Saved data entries
//! Shared data models for the LeaseGuard backend.
//!
//! This crate provides Serde-serializable types for:
//! - Frames sampled from walkthrough videos
//! - Defect detections and their persisted records
//! - Condition reports
//! - Pipeline run states

pub mod defect;
pub mod frame;
pub mod report;
pub mod run_state;

// Re-export common types
pub use defect::{AssetRef, DefectRecord, DefectType, Detection, ParseSeverityError, Severity};
pub use frame::Frame;
pub use report::{ConditionReport, ReportId};
pub use run_state::RunState;
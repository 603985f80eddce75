//! Gemini client for frame inspection.
//!
//! Sends one JPEG plus the inspection instruction to `generateContent`,
//! trying each configured model in order until one answers.

use std::time::Duration;

use async_trait::async_trait;
use base64::Engine;
use reqwest::Client;
use serde::{Deserialize, Serialize};
use tracing::{debug, warn};

use crate::classifier::{ClassificationError, VisionModel};
use crate::error::{WorkerError, WorkerResult};

const DEFAULT_BASE_URL: &str = "https://generativelanguage.googleapis.com/v1beta";
const DEFAULT_MODELS: &[&str] = &["gemini-2.5-flash", "gemini-2.5-pro"];

/// Gemini client configuration.
#[derive(Debug, Clone)]
pub struct GeminiConfig {
    pub api_key: String,
    /// Models tried in order for each frame
    pub models: Vec<String>,
    pub base_url: String,
    /// HTTP timeout for one model call
    pub request_timeout: Duration,
}

const DEFAULT_FRAME_TIMEOUT: Duration = Duration::from_secs(60);

impl GeminiConfig {
    pub fn new(api_key: impl Into<String>) -> Self {
        Self {
            api_key: api_key.into(),
            models: DEFAULT_MODELS.iter().map(|m| m.to_string()).collect(),
            base_url: DEFAULT_BASE_URL.to_string(),
            request_timeout: DEFAULT_FRAME_TIMEOUT,
        }
        .with_frame_timeout(DEFAULT_FRAME_TIMEOUT)
    }

    /// Split the per-frame budget evenly across the fallback models so a
    /// hung model leaves time for the next one.
    pub fn with_frame_timeout(mut self, frame_timeout: Duration) -> Self {
        let models = self.models.len().max(1) as u32;
        self.request_timeout = frame_timeout / models;
        self
    }

    /// Create config from environment variables.
    pub fn from_env() -> WorkerResult<Self> {
        let api_key = std::env::var("GEMINI_API_KEY")
            .ok()
            .filter(|k| !k.trim().is_empty())
            .ok_or_else(|| WorkerError::config_error("GEMINI_API_KEY not set"))?;

        let mut config = Self::new(api_key);

        if let Ok(models) = std::env::var("GEMINI_MODELS") {
            let models: Vec<String> = models
                .split(',')
                .map(|m| m.trim().to_string())
                .filter(|m| !m.is_empty())
                .collect();
            if !models.is_empty() {
                config.models = models;
            }
        }
        if let Ok(base_url) = std::env::var("GEMINI_BASE_URL") {
            if !base_url.trim().is_empty() {
                config.base_url = base_url.trim().trim_end_matches('/').to_string();
            }
        }
        let frame_timeout = std::env::var("CLASSIFY_TIMEOUT_SECS")
            .ok()
            .and_then(|s| s.trim().parse::<u64>().ok())
            .map(Duration::from_secs)
            .unwrap_or(DEFAULT_FRAME_TIMEOUT);

        Ok(config.with_frame_timeout(frame_timeout))
    }
}

#[derive(Debug, Serialize)]
struct GeminiRequest {
    contents: Vec<Content>,
    #[serde(rename = "generationConfig")]
    generation_config: GenerationConfig,
}

#[derive(Debug, Serialize)]
struct Content {
    parts: Vec<Part>,
}

#[derive(Debug, Serialize)]
#[serde(untagged)]
enum Part {
    InlineData { inline_data: InlineData },
    Text { text: String },
}

#[derive(Debug, Serialize)]
struct InlineData {
    mime_type: &'static str,
    /// Base64-encoded image
    data: String,
}

#[derive(Debug, Serialize)]
struct GenerationConfig {
    #[serde(rename = "responseMimeType")]
    response_mime_type: &'static str,
}

#[derive(Debug, Deserialize)]
struct GeminiResponse {
    #[serde(default)]
    candidates: Vec<Candidate>,
}

#[derive(Debug, Deserialize)]
struct Candidate {
    content: Option<ResponseContent>,
}

#[derive(Debug, Deserialize)]
struct ResponseContent {
    #[serde(default)]
    parts: Vec<ResponsePart>,
}

#[derive(Debug, Deserialize)]
struct ResponsePart {
    text: Option<String>,
}

/// Gemini API client.
pub struct GeminiClient {
    config: GeminiConfig,
    client: Client,
}

impl GeminiClient {
    pub fn new(config: GeminiConfig) -> WorkerResult<Self> {
        let client = Client::builder()
            .timeout(config.request_timeout)
            .user_agent(concat!("lg-worker/", env!("CARGO_PKG_VERSION")))
            .build()
            .map_err(|e| WorkerError::config_error(format!("Failed to build HTTP client: {}", e)))?;

        Ok(Self { config, client })
    }

    pub fn models(&self) -> &[String] {
        &self.config.models
    }

    async fn call_model(
        &self,
        model: &str,
        request: &GeminiRequest,
    ) -> Result<String, ClassificationError> {
        let url = format!("{}/models/{}:generateContent", self.config.base_url, model);

        let response = self
            .client
            .post(&url)
            .query(&[("key", self.config.api_key.as_str())])
            .json(request)
            .send()
            .await
            .map_err(|e| {
                if e.is_timeout() {
                    ClassificationError::Timeout(self.config.request_timeout)
                } else {
                    ClassificationError::transport(format!("Gemini API request failed: {}", e))
                }
            })?;

        if !response.status().is_success() {
            let status = response.status();
            let error_text = response.text().await.unwrap_or_default();
            return Err(ClassificationError::transport(format!(
                "Gemini API returned {}: {}",
                status, error_text
            )));
        }

        let body: GeminiResponse = response.json().await.map_err(|e| {
            ClassificationError::Malformed(format!("Failed to parse Gemini response: {}", e))
        })?;

        body.candidates
            .into_iter()
            .filter_map(|c| c.content)
            .flat_map(|c| c.parts)
            .find_map(|p| p.text)
            .filter(|t| !t.trim().is_empty())
            .ok_or(ClassificationError::EmptyResponse)
    }
}

#[async_trait]
impl VisionModel for GeminiClient {
    async fn describe_image(
        &self,
        image: &[u8],
        prompt: &str,
    ) -> Result<String, ClassificationError> {
        let request = GeminiRequest {
            contents: vec![Content {
                parts: vec![
                    Part::InlineData {
                        inline_data: InlineData {
                            mime_type: "image/jpeg",
                            data: base64::engine::general_purpose::STANDARD.encode(image),
                        },
                    },
                    Part::Text {
                        text: prompt.to_string(),
                    },
                ],
            }],
            generation_config: GenerationConfig {
                response_mime_type: "application/json",
            },
        };

        let mut last_error = None;
        for model in &self.config.models {
            match self.call_model(model, &request).await {
                Ok(text) => {
                    debug!(model = %model, "Gemini answered");
                    return Ok(text);
                }
                Err(e) => {
                    warn!(model = %model, "Gemini model failed: {}", e);
                    last_error = Some(e);
                }
            }
        }

        Err(last_error
            .unwrap_or_else(|| ClassificationError::transport("No Gemini models configured")))
    }
}
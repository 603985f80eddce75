//! Key-frame segmentation for walkthrough videos.
//!
//! Picks still frames out of a decoded stream using two triggers:
//!
//! - **Scene change**: the mean absolute grayscale difference against the
//!   previous decoded frame exceeds `scene_change_threshold` (0-255 scale)
//!   and more than `min_scene_gap` seconds have passed since the last
//!   emitted frame.
//! - **Cadence**: at least `cadence_floor` seconds have passed since the
//!   last emitted frame, so a static shot is still sampled at a floor rate.
//!
//! Both triggers are evaluated on every decoded frame, not only at codec
//! keyframes. A frame that fails to encode is skipped and the scan goes on.
//!
//! # Usage
//! ```rust,ignore
//! use lg_media::segmenter::{FrameSegmenter, SegmenterConfig};
//! use lg_media::encode::JpegEncoder;
//!
//! let frames: Vec<_> =
//!     FrameSegmenter::new(source, JpegEncoder::default(), SegmenterConfig::default()).collect();
//! ```

use lg_models::Frame;
use metrics::counter;
use tracing::{debug, info};

use crate::decode::RawFrame;
use crate::encode::StillEncoder;

/// Configuration for key-frame segmentation.
#[derive(Debug, Clone, Copy, PartialEq)]
pub struct SegmenterConfig {
    /// Mean absolute grayscale difference (0-255) that counts as a scene change
    pub scene_change_threshold: f64,
    /// Maximum time between emitted frames (seconds)
    pub cadence_floor: f64,
    /// Minimum time since the last emission before a scene change may emit (seconds)
    pub min_scene_gap: f64,
}

impl Default for SegmenterConfig {
    fn default() -> Self {
        Self {
            scene_change_threshold: 30.0,
            cadence_floor: 1.0,
            min_scene_gap: 0.5,
        }
    }
}

/// Why a frame was emitted.
#[derive(Debug, Clone, Copy, PartialEq, Eq)]
pub enum Trigger {
    Cadence,
    SceneChange,
}

impl Trigger {
    pub fn as_str(&self) -> &'static str {
        match self {
            Trigger::Cadence => "cadence",
            Trigger::SceneChange => "scene_change",
        }
    }
}

/// Counters for one segmentation pass.
#[derive(Debug, Clone, Copy, Default, PartialEq, Eq)]
pub struct SegmenterStats {
    pub frames_decoded: u64,
    pub emitted_by_cadence: u64,
    pub emitted_by_scene_change: u64,
    pub encode_failures: u64,
    pub out_of_order: u64,
}

impl SegmenterStats {
    pub fn emitted(&self) -> u64 {
        self.emitted_by_cadence + self.emitted_by_scene_change
    }
}

/// Grayscale copy of the previous decoded frame.
struct LumaFrame {
    width: u32,
    height: u32,
    luma: Vec<u8>,
}

/// Streaming key-frame selector.
///
/// Yields encoded [`Frame`]s in strictly increasing timestamp order. The
/// iterator is single-pass: once the source is exhausted it stays exhausted.
pub struct FrameSegmenter<S, E> {
    source: S,
    encoder: E,
    config: SegmenterConfig,
    previous: Option<LumaFrame>,
    last_decoded: Option<f64>,
    last_emit: Option<f64>,
    stats: SegmenterStats,
    finished: bool,
}

impl<S, E> FrameSegmenter<S, E>
where
    S: Iterator<Item = RawFrame>,
    E: StillEncoder,
{
    pub fn new(source: S, encoder: E, config: SegmenterConfig) -> Self {
        Self {
            source,
            encoder,
            config,
            previous: None,
            last_decoded: None,
            last_emit: None,
            stats: SegmenterStats::default(),
            finished: false,
        }
    }

    /// Counters so far.
    pub fn stats(&self) -> SegmenterStats {
        self.stats
    }

    /// Decide whether a frame at `timestamp` with the given difference fires.
    fn evaluate(&self, timestamp: f64, difference: Option<f64>) -> Option<Trigger> {
        let since_last = self.last_emit.map(|last| timestamp - last);

        let scene_change = difference.is_some_and(|d| d > self.config.scene_change_threshold)
            && since_last.map_or(true, |gap| gap > self.config.min_scene_gap);
        if scene_change {
            return Some(Trigger::SceneChange);
        }

        let cadence = since_last.map_or(true, |gap| gap >= self.config.cadence_floor);
        cadence.then_some(Trigger::Cadence)
    }

    fn finish(&mut self) {
        if self.finished {
            return;
        }
        self.finished = true;
        info!(
            frames_decoded = self.stats.frames_decoded,
            emitted = self.stats.emitted(),
            by_cadence = self.stats.emitted_by_cadence,
            by_scene_change = self.stats.emitted_by_scene_change,
            encode_failures = self.stats.encode_failures,
            "Frame segmentation finished"
        );
    }
}

impl<S, E> Iterator for FrameSegmenter<S, E>
where
    S: Iterator<Item = RawFrame>,
    E: StillEncoder,
{
    type Item = Frame;

    fn next(&mut self) -> Option<Frame> {
        if self.finished {
            return None;
        }

        while let Some(raw) = self.source.next() {
            self.stats.frames_decoded += 1;

            if self.last_decoded.is_some_and(|prev| raw.timestamp <= prev) {
                self.stats.out_of_order += 1;
                debug!(timestamp = raw.timestamp, "Dropping non-increasing frame timestamp");
                continue;
            }
            self.last_decoded = Some(raw.timestamp);

            let luma = to_grayscale(&raw.rgb);
            let difference = match &self.previous {
                Some(prev) if prev.width == raw.width && prev.height == raw.height => {
                    Some(mean_abs_diff(&prev.luma, &luma))
                }
                _ => None,
            };
            self.previous = Some(LumaFrame {
                width: raw.width,
                height: raw.height,
                luma,
            });

            let Some(trigger) = self.evaluate(raw.timestamp, difference) else {
                continue;
            };

            match self.encoder.encode(&raw) {
                Ok(image) => {
                    self.last_emit = Some(raw.timestamp);
                    match trigger {
                        Trigger::Cadence => self.stats.emitted_by_cadence += 1,
                        Trigger::SceneChange => self.stats.emitted_by_scene_change += 1,
                    }
                    counter!("segmenter_frames_emitted_total", "trigger" => trigger.as_str())
                        .increment(1);
                    debug!(
                        timestamp = raw.timestamp,
                        trigger = trigger.as_str(),
                        difference = ?difference,
                        "Key frame emitted"
                    );
                    return Some(Frame::new(raw.timestamp, image));
                }
                Err(e) => {
                    self.stats.encode_failures += 1;
                    counter!("segmenter_encode_failures_total").increment(1);
                    debug!(timestamp = raw.timestamp, "Skipping frame that failed to encode: {}", e);
                }
            }
        }

        self.finish();
        None
    }
}

/// BT.601 luma of a packed RGB24 buffer.
pub fn to_grayscale(rgb: &[u8]) -> Vec<u8> {
    rgb.chunks_exact(3)
        .map(|px| {
            let y = 0.299 * px[0] as f32 + 0.587 * px[1] as f32 + 0.114 * px[2] as f32;
            y.round().min(255.0) as u8
        })
        .collect()
}

/// Mean absolute difference of two equally sized grayscale buffers.
pub fn mean_abs_diff(a: &[u8], b: &[u8]) -> f64 {
    let len = a.len().min(b.len());
    if len == 0 {
        return 0.0;
    }
    let total: u64 = a
        .iter()
        .zip(b.iter())
        .map(|(&x, &y)| x.abs_diff(y) as u64)
        .sum();
    total as f64 / len as f64
}
//! Lifecycle of a single inspection run.

use schemars::JsonSchema;
use serde::{Deserialize, Serialize};
use std::fmt;

/// State of one pipeline run.
///
/// ```text
/// Ingested -> Segmented -> Classified -> Assembled -> Persisted
///    |                                      |
///    +--------------> Failed <--------------+
/// ```
///
/// Per-frame and per-asset failures degrade inside a state; only a decode
/// failure or a persistence failure move a run to `Failed`.
#[derive(Debug, Clone, Copy, PartialEq, Eq, Hash, Serialize, Deserialize, JsonSchema, Default)]
#[serde(rename_all = "snake_case")]
pub enum RunState {
    #[default]
    Ingested,
    Segmented,
    Classified,
    Assembled,
    Persisted,
    Failed,
}

impl RunState {
    pub fn as_str(&self) -> &'static str {
        match self {
            RunState::Ingested => "ingested",
            RunState::Segmented => "segmented",
            RunState::Classified => "classified",
            RunState::Assembled => "assembled",
            RunState::Persisted => "persisted",
            RunState::Failed => "failed",
        }
    }

    /// Whether `next` is a legal successor of `self`.
    pub fn can_transition_to(&self, next: RunState) -> bool {
        matches!(
            (self, next),
            (RunState::Ingested, RunState::Segmented)
                | (RunState::Ingested, RunState::Failed)
                | (RunState::Segmented, RunState::Classified)
                | (RunState::Classified, RunState::Assembled)
                | (RunState::Assembled, RunState::Persisted)
                | (RunState::Assembled, RunState::Failed)
        )
    }

    pub fn is_terminal(&self) -> bool {
        matches!(self, RunState::Persisted | RunState::Failed)
    }
}

impl fmt::Display for RunState {
    fn fmt(&self, f: &mut fmt::Formatter<'_>) -> fmt::Result {
        write!(f, "{}", self.as_str())
    }
}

• [Work item] Could you return exactly the lines above from the line with "fn next(&mut self)" to the line with "let luma = to_grayscale(&raw.rgb);", both included, and nothing else?

• [Problem solution]
    fn next(&mut self) -> Option<Frame> {
        if self.finished {
            return None;
        }

        while let Some(raw) = self.source.next() {
            self.stats.frames_decoded += 1;

            if self.last_decoded.is_some_and(|prev| raw.timestamp <= prev) {
                self.stats.out_of_order += 1;
                debug!(timestamp = raw.timestamp, "Dropping non-increasing frame timestamp");
                continue;
            }
            self.last_decoded = Some(raw.timestamp);

            let luma = to_grayscale(&raw.rgb);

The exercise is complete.